Start of Block
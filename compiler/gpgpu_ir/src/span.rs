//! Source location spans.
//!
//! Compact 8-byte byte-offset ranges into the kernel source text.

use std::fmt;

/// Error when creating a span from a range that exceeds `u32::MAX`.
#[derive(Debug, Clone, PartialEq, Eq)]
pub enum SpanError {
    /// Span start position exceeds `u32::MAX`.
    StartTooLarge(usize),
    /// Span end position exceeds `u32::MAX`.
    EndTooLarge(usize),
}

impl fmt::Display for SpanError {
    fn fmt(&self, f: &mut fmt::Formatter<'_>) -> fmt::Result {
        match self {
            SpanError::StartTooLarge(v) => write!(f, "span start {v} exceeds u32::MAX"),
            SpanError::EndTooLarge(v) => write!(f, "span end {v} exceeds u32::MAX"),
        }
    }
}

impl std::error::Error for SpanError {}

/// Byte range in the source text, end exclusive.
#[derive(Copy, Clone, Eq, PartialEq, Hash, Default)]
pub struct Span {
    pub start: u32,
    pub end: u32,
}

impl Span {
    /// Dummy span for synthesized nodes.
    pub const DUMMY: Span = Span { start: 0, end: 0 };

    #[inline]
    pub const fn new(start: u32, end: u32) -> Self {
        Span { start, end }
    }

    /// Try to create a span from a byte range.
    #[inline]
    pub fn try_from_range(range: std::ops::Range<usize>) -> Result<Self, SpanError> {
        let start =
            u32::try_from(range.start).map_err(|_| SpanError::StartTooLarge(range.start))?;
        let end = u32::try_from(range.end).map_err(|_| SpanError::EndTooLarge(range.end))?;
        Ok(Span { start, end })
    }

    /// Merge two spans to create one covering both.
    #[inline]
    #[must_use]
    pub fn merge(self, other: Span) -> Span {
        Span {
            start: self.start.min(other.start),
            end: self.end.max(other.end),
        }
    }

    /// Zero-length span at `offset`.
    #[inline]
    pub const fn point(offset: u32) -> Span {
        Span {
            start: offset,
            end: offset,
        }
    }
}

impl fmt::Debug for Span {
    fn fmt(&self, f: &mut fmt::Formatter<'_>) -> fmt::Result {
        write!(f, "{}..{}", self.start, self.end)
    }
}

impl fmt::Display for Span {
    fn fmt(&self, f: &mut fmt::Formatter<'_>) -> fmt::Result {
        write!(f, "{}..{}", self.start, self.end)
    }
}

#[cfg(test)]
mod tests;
End of Block
## [PROBLEM TO WORK ON]
Filtering the entries above by the word "PartialEq", copy each line that matches.

## [RESPONSE AREA]
#[derive(Debug, Clone, PartialEq, Eq)]
#[derive(Copy, Clone, Eq, PartialEq, Hash, Default)]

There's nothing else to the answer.